### Try it
Restate word for word the lines beginning with the one that contains "let store: Arc<dyn" and ending at the bottom of the records below, both included.

### Saved data entries

'''

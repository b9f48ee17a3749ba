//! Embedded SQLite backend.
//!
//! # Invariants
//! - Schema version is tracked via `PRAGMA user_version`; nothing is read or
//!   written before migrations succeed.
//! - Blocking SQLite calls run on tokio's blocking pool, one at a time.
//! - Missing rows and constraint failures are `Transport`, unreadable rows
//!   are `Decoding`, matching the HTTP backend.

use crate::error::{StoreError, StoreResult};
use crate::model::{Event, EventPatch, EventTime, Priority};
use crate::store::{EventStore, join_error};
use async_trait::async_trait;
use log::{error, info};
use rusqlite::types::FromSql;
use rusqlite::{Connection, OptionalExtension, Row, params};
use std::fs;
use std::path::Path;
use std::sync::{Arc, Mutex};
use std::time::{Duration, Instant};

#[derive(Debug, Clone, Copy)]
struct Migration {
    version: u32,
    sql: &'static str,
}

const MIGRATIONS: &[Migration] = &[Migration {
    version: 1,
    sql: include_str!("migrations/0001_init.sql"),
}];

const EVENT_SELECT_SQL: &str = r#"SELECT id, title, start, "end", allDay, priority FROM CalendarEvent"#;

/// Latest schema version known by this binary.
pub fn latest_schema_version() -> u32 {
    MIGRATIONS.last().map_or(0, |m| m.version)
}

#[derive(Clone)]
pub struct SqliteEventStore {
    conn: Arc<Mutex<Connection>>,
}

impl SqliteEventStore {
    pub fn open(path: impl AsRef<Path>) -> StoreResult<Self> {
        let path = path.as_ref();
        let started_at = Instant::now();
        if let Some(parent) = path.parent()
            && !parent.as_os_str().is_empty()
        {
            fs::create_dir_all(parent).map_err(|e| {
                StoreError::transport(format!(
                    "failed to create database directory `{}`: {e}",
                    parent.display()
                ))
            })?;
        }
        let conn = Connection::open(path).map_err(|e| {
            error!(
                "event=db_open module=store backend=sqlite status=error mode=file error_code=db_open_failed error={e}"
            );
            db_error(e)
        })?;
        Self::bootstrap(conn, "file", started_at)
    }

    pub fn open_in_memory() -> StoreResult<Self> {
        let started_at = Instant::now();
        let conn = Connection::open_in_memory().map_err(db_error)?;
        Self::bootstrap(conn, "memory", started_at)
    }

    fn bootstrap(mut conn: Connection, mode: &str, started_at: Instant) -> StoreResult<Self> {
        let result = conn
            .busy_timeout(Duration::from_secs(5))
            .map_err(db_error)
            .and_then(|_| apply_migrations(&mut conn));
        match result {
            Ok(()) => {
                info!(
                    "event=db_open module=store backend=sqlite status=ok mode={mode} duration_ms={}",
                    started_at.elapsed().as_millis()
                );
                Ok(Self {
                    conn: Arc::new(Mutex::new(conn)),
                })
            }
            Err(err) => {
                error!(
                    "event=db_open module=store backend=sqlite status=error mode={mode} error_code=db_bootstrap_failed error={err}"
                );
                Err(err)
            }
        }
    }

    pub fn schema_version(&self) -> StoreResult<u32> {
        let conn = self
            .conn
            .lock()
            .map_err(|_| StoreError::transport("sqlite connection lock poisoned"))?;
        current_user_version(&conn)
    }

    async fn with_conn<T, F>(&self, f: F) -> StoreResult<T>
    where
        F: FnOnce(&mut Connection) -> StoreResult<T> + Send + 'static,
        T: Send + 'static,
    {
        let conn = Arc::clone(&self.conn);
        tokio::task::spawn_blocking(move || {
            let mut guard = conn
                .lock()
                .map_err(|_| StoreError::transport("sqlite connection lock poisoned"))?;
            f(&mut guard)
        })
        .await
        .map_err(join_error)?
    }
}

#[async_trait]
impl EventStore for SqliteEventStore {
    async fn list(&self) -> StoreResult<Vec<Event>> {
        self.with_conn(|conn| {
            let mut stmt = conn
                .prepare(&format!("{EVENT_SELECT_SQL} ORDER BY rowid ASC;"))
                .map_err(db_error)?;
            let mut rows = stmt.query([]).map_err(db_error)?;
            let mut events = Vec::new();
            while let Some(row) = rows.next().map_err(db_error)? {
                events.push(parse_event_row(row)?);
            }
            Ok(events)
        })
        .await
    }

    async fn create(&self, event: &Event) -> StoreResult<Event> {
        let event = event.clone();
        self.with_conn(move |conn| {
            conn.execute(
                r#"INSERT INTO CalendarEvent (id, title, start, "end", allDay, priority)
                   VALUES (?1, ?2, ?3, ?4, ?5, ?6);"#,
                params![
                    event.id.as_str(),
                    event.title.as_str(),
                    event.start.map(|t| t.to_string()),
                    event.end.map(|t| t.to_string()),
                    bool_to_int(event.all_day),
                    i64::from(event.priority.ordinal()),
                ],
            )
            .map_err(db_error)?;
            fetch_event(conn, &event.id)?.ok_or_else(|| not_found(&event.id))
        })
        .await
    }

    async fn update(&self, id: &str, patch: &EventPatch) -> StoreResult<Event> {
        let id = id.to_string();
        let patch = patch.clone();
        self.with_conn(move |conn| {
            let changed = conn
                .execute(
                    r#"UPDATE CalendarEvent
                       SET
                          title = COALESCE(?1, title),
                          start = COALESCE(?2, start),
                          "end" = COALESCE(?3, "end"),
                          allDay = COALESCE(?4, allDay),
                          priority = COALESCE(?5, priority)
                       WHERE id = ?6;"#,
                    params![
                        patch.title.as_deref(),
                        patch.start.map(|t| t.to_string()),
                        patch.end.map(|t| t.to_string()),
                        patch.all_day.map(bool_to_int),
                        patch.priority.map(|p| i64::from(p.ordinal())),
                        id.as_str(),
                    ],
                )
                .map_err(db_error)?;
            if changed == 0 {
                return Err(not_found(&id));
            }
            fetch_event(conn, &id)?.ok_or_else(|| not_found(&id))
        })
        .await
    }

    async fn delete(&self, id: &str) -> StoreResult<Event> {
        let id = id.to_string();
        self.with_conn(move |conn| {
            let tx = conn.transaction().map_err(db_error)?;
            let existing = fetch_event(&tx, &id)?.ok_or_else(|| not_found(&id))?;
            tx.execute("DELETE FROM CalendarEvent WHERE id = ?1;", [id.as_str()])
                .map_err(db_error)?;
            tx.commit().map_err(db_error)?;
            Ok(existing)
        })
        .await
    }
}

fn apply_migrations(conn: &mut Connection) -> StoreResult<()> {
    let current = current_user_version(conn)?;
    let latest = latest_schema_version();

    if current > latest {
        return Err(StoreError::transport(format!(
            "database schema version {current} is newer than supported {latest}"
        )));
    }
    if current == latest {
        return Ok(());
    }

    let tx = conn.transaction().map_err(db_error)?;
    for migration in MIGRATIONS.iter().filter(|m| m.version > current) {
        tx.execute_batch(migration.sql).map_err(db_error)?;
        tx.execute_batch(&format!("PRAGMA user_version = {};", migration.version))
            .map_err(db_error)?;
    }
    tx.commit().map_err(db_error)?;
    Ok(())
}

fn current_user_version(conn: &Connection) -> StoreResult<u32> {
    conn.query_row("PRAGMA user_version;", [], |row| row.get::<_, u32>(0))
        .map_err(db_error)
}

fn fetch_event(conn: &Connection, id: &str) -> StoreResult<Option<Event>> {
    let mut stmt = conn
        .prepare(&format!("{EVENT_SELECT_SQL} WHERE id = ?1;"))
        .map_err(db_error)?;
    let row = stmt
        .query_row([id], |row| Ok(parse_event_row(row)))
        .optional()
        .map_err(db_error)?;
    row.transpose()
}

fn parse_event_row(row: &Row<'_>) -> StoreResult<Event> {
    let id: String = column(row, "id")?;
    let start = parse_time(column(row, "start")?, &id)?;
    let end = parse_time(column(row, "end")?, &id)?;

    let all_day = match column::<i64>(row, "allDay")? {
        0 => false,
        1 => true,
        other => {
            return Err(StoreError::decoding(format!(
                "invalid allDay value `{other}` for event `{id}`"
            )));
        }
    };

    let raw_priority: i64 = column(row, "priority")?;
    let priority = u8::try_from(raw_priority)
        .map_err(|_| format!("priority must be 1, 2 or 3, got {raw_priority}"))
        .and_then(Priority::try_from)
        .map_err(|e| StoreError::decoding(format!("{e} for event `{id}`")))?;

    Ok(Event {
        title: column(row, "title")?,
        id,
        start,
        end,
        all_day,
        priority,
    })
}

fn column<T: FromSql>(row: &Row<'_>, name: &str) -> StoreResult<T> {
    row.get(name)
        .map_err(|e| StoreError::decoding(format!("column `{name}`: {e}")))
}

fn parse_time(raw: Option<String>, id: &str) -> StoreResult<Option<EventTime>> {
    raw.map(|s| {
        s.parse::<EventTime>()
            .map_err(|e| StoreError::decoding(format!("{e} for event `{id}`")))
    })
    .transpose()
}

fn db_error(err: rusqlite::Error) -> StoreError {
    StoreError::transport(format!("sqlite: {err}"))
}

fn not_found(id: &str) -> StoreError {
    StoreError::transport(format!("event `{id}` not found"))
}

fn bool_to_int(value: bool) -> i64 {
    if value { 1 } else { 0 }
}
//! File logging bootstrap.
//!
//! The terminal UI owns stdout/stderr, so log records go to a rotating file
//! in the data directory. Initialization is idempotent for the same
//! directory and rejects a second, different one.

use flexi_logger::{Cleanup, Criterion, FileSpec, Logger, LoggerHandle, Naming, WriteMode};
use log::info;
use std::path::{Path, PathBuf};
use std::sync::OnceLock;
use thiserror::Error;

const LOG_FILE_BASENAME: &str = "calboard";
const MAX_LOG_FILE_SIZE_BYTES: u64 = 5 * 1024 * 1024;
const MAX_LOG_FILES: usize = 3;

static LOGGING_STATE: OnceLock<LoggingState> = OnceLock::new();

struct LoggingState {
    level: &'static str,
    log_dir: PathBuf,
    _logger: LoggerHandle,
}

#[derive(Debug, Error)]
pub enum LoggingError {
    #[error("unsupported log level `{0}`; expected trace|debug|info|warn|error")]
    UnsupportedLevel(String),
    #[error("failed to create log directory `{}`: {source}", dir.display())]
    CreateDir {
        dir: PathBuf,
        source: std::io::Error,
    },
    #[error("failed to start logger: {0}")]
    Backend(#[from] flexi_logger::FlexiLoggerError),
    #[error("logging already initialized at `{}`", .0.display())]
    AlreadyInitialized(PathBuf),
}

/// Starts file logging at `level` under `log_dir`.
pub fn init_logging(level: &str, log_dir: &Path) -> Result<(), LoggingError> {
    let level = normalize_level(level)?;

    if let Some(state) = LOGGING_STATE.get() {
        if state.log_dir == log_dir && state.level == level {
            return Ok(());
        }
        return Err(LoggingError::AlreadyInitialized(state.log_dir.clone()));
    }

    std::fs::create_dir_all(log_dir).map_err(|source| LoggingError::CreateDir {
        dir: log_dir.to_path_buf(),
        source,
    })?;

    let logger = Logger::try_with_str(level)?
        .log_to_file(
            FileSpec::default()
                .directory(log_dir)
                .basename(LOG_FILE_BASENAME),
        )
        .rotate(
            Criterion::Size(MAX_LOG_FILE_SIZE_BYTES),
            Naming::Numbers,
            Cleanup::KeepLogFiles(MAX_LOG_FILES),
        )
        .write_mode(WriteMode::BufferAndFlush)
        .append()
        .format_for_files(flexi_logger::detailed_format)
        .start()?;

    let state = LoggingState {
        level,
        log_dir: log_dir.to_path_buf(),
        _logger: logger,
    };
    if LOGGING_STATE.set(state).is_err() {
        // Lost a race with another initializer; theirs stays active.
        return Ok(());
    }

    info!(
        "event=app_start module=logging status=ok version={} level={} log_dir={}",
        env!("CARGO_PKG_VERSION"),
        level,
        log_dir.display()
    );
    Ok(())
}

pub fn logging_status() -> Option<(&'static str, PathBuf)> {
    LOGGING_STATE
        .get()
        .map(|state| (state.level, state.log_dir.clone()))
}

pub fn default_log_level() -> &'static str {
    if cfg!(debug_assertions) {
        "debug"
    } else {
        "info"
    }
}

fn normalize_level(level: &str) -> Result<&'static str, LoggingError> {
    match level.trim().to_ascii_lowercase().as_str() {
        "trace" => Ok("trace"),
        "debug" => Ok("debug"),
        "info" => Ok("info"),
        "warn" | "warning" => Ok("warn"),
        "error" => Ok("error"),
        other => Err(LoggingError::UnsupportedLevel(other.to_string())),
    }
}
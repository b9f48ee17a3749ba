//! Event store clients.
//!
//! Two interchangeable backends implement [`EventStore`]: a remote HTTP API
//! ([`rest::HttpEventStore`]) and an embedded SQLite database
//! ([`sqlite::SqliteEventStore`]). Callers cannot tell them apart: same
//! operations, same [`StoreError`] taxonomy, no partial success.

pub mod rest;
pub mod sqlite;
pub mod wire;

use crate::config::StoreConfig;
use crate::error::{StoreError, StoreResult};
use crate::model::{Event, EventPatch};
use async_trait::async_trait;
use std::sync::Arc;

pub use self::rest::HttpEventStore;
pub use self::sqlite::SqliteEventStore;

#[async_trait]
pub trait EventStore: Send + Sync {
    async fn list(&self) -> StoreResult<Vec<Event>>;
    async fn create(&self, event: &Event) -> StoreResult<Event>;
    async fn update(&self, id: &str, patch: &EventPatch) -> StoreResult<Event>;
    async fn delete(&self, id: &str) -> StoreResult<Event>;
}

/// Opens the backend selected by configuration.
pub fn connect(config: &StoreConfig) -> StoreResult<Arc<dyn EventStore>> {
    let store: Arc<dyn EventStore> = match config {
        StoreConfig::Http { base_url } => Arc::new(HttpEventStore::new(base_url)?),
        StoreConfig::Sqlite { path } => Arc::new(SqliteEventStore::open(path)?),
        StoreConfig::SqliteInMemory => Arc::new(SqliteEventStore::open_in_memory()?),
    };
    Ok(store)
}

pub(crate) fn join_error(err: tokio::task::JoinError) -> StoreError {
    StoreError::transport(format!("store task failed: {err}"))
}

'''

### Answer to the exercise
    let store: Arc<dyn EventStore> = match config {
        StoreConfig::Http { base_url } => Arc::new(HttpEventStore::new(base_url)?),
        StoreConfig::Sqlite { path } => Arc::new(SqliteEventStore::open(path)?),
        StoreConfig::SqliteInMemory => Arc::new(SqliteEventStore::open_in_memory()?),
    };
    Ok(store)
}

pub(crate) fn join_error(err: tokio::task::JoinError) -> StoreError {
    StoreError::transport(format!("store task failed: {err}"))
}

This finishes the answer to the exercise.